Beyond this, where counseling is more directive, focused on teaching techniques, building skills and concentrated on resolving problems, spiritual direction is most interested in helping you develop the quiet place in your heart where you can encounter God more personally and receive whatever blessings, graces, and wisdom he wishes to share with you.

Is it ever advisable to undergo counseling and spiritual direction at the same time?

Depending on their particular circumstances and needs, a directee/client will often choose either spiritual direction or counseling.  Even so, there is nothing that would prevent you from experiencing the benefits of both as they are intended to be complementary to each other.

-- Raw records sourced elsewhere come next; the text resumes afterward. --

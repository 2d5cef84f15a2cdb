//! Persistence layer backed by `sled`
//!
//! One `sled::Db` per exchange. Each durable topic gets two trees:
//! - `<topic>/messages`: key = `MessageId` bytes, value = JSON `StoredMessage`
//! - `<topic>/channels`: key = channel name, value = last-read `MessageId`
//!
//! Ids are fixed-width decimal strings, so sled's byte ordering is the
//! topic's append ordering and range scans need no decoding of the key.
//!
//! The `__msq_topics` tree records the names of durable topics together with
//! their creation time (big-endian milliseconds).

use chrono::Utc;
use sled::transaction::{ConflictableTransactionError, Transactional};
use sled::{Batch, Db, IVec, Tree};
use tracing::debug;

use super::TopicLog;
use crate::broker::message::{Message, MessageId, StoredMessage};
use crate::config::StorageSettings;
use crate::utils::error::StorageError;

const TOPICS_TREE: &str = "__msq_topics";

#[derive(Clone)]
pub struct Persistence {
    db: Db,
    topics: Tree,
}

impl Persistence {
    /// Open or create the sled database described by `settings`.
    pub fn open(settings: &StorageSettings) -> Result<Self, StorageError> {
        let config = if settings.temporary {
            sled::Config::new().temporary(true)
        } else {
            sled::Config::new().path(&settings.path)
        };
        let db = config.open()?;
        let topics = db.open_tree(TOPICS_TREE)?;
        debug!(path = %settings.path, temporary = settings.temporary, "opened sled database");
        Ok(Self { db, topics })
    }

    /// Names of every durable topic ever created, in byte order.
    pub fn list_topic_names(&self) -> Result<Vec<String>, StorageError> {
        self.topics
            .iter()
            .keys()
            .map(|key| -> Result<String, StorageError> {
                let key = key?;
                Ok(String::from_utf8_lossy(&key).into_owned())
            })
            .collect()
    }

    /// Record a topic name. Returns `false` if it was already registered.
    pub fn insert_topic_name(&self, name: &str) -> Result<bool, StorageError> {
        let created = Utc::now().timestamp_millis().to_be_bytes().to_vec();
        let swapped = self
            .topics
            .compare_and_swap(name.as_bytes(), None::<&[u8]>, Some(created))?;
        Ok(swapped.is_ok())
    }

    pub fn open_topic_log(&self, name: &str) -> Result<SledLog, StorageError> {
        Ok(SledLog {
            messages: self.db.open_tree(format!("{name}/messages"))?,
            channels: self.db.open_tree(format!("{name}/channels"))?,
        })
    }

    pub fn flush(&self) -> Result<(), StorageError> {
        self.db.flush()?;
        Ok(())
    }
}

impl std::fmt::Debug for Persistence {
    fn fmt(&self, f: &mut std::fmt::Formatter<'_>) -> std::fmt::Result {
        f.debug_struct("Persistence")
            .field("db", &"sled::Db")
            .finish()
    }
}

/// Durable `TopicLog` stored in two sled trees.
pub struct SledLog {
    messages: Tree,
    channels: Tree,
}

impl SledLog {
    fn decode(key: IVec, value: IVec) -> Result<Message, StorageError> {
        let id = MessageId::from_bytes(&key)?;
        let stored: StoredMessage = serde_json::from_slice(&value)?;
        Ok(Message::from_stored(id, stored))
    }

    fn offsets(&self) -> impl Iterator<Item = Result<MessageId, StorageError>> + '_ {
        self.channels.iter().values().map(|value| -> Result<MessageId, StorageError> {
            let value = value?;
            MessageId::from_bytes(&value)
        })
    }
}

impl TopicLog for SledLog {
    fn append(&self, message: &Message) -> Result<(), StorageError> {
        let body = serde_json::to_vec(&message.to_stored())?;
        self.messages.insert(message.id.as_bytes(), body)?;
        Ok(())
    }

    fn next_after(&self, after: &MessageId) -> Result<Option<Message>, StorageError> {
        match self.messages.get_gt(after.as_bytes())? {
            Some((key, value)) => Ok(Some(Self::decode(key, value)?)),
            None => Ok(None),
        }
    }

    fn last_id(&self) -> Result<Option<MessageId>, StorageError> {
        match self.messages.last()? {
            Some((key, _)) => Ok(Some(MessageId::from_bytes(&key)?)),
            None => Ok(None),
        }
    }

    fn offset(&self, channel: &str) -> Result<Option<MessageId>, StorageError> {
        match self.channels.get(channel.as_bytes())? {
            Some(value) => Ok(Some(MessageId::from_bytes(&value)?)),
            None => Ok(None),
        }
    }

    fn upsert_offset(&self, channel: &str, id: &MessageId) -> Result<(), StorageError> {
        self.channels.insert(channel.as_bytes(), id.as_bytes())?;
        Ok(())
    }

    fn min_offset(&self) -> Result<Option<MessageId>, StorageError> {
        let mut min: Option<MessageId> = None;
        for offset in self.offsets() {
            let offset = offset?;
            if min.as_ref().is_none_or(|m| offset < *m) {
                min = Some(offset);
            }
        }
        Ok(min)
    }

    fn max_offset(&self) -> Result<Option<MessageId>, StorageError> {
        let mut max: Option<MessageId> = None;
        for offset in self.offsets() {
            let offset = offset?;
            if max.as_ref().is_none_or(|m| offset > *m) {
                max = Some(offset);
            }
        }
        Ok(max)
    }

    fn delete_up_to(&self, id: &MessageId) -> Result<usize, StorageError> {
        let mut batch = Batch::default();
        let mut removed = 0;
        for key in self.messages.range(..=id.as_bytes()).keys() {
            batch.remove(key?);
            removed += 1;
        }
        if removed > 0 {
            self.messages.apply_batch(batch)?;
        }
        Ok(removed)
    }

    fn message_count(&self) -> Result<u64, StorageError> {
        Ok(self.messages.len() as u64)
    }

    fn channel_count(&self) -> Result<u64, StorageError> {
        Ok(self.channels.len() as u64)
    }

    fn clear(&self) -> Result<(), StorageError> {
        let message_keys = self.messages.iter().keys().collect::<Result<Vec<_>, _>>()?;
        let channel_keys = self.channels.iter().keys().collect::<Result<Vec<_>, _>>()?;

        (&self.messages, &self.channels).transaction(|(messages, channels)| {
            for key in &message_keys {
                messages.remove(key.clone())?;
            }
            for key in &channel_keys {
                channels.remove(key.clone())?;
            }
            Ok::<(), ConflictableTransactionError<()>>(())
        })?;
        Ok(())
    }

    fn flush(&self) -> Result<(), StorageError> {
        self.messages.flush()?;
        self.channels.flush()?;
        Ok(())
    }
}
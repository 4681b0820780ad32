//! Connection bootstrap with degrade-to-disabled on failure

use std::future::Future;

use tracing::{info, warn};

use grouped_cache_core::{ConnectionResult, KeyValueStore, Result};

use super::{GroupCacheProvider, ProviderConfig};

impl<S: KeyValueStore> GroupCacheProvider<S> {
    /// Build a provider from whatever `connector` yields
    ///
    /// Never fails: a connector error produces a disabled provider, and the
    /// returned [`ConnectionResult`] tells the owning facade to bypass caching.
    pub async fn connect_with<F, Fut>(
        config: ProviderConfig,
        connector: F,
    ) -> (Self, ConnectionResult)
    where
        F: FnOnce() -> Fut,
        Fut: Future<Output = Result<S>>,
    {
        match connector().await {
            Ok(store) => {
                info!(
                    store = store.name(),
                    schema = %config.schema,
                    "cache provider enabled"
                );
                let result = ConnectionResult::enabled(config.schema.clone());
                (Self::new(store, config), result)
            }
            Err(e) => {
                warn!(
                    schema = %config.schema,
                    error = %e,
                    unreachable = e.is_connection_failure(),
                    "cache store unusable, provider disabled"
                );
                let result = ConnectionResult::disabled(config.schema.clone(), e);
                (Self::disabled(config), result)
            }
        }
    }
}

#[cfg(feature = "redis")]
impl GroupCacheProvider<grouped_cache_storage::RedisStore> {
    /// Connect to Redis
    ///
    /// # Example
    /// ```rust,no_run
    /// use grouped_cache::prelude::*;
    ///
    /// # async fn run() {
    /// let (cache, status) = GroupCacheProvider::connect(
    ///     RedisConfig::new("127.0.0.1").read_timeout(std::time::Duration::from_millis(500)),
    ///     ProviderConfig::with_schema("app"),
    /// )
    /// .await;
    ///
    /// if status.enabled {
    ///     cache.set(&["users"], "users", "u1", &"alice", 60).await;
    /// }
    /// # }
    /// ```
    pub async fn connect(
        redis: grouped_cache_storage::RedisConfig,
        config: ProviderConfig,
    ) -> (Self, ConnectionResult) {
        Self::connect_with(config, || grouped_cache_storage::RedisStore::connect(redis)).await
    }
}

Along these lines, it may also be the case that, in the course of spiritual direction, a director may make a referral to counseling or, in the course of counseling, a counselor may make a referral to spiritual direction.  In such an event, you would be free to work with a director or counselor of your choosing—whether or not they were associated with the Pastoral Solutions Institute.  That said, Pastoral Solutions Institute therapists and spiritual directors are part of the same team.  We learn from each other, value each other’s input, and work together closely to help our clients achieve their goals in the most efficient way possible.

Are the sessions confidential?

Yes. Any disclosure that a directee makes during the sessions is strictly confidential. The director may never reveal it or use it. The only possible exception to this standard of confidentiality would be the case of grave, immediate, or mortal danger involving the directee or another person.

Do I have to be Catholic to have spiritual direction?

No. All Christians are welcome. While the Pastoral Solutions Institute spiritual direction program is deeply rooted within the Catholic tradition, the directee need not be Catholic. Accommodation can be made to direct the directee from a more general Christian approach.

Is there a charge for spiritual direction?

Yes.  Spiritual direction is a demanding profession that requires many years of  academic and personal preparation to do well.  That said,  we have set the cost of our service so that almost anyone could afford to take advantage of these services.  For rates and availability, please send a request for additional information to SpiritualDirection@CatholicCounselors.com .

 

ABOUT DEACON DOMINIC

Deacon Dom

Deacon Dominic Cerrato offers spiritual direction under the Pastoral Solutions Institute and is Director of Diaconal Ministries. Formerly, he served in full-time pastoral ministry specializing in adult formation. He has also taught theology at Franciscan University of Steubenville and Duquesne University of the Holy Ghost along with ethics at Thomas Nelson Community College. While at Franciscan University, Deacon Dominic also established and developed the Distance Learning Masters in Theology Program. He has nearly 30 years of experience in catechetical and pastoral ministry on both the diocesan and parish levels.

Deacon Dominic possesses a BA in Theology from Franciscan University, a MA in Theology from Duquesne University where he also completed his Ph.D. course work with a concentration in healthcare ethics. In 2009, he was awarded a Ph.D in Theology from the Graduate Theological Foundation. Ordained in 1995 as the first permanent deacon of the Diocese of Steubenville, Deacon Dominic has developed a number of formation/catechetical programs included a highly successful program for returning Catholics that was featured in USA Today and Our Sunday Visitor. He is a national speaker and author. He and his wife Judith have been married for 34 years and they have seven children and six grandchildren.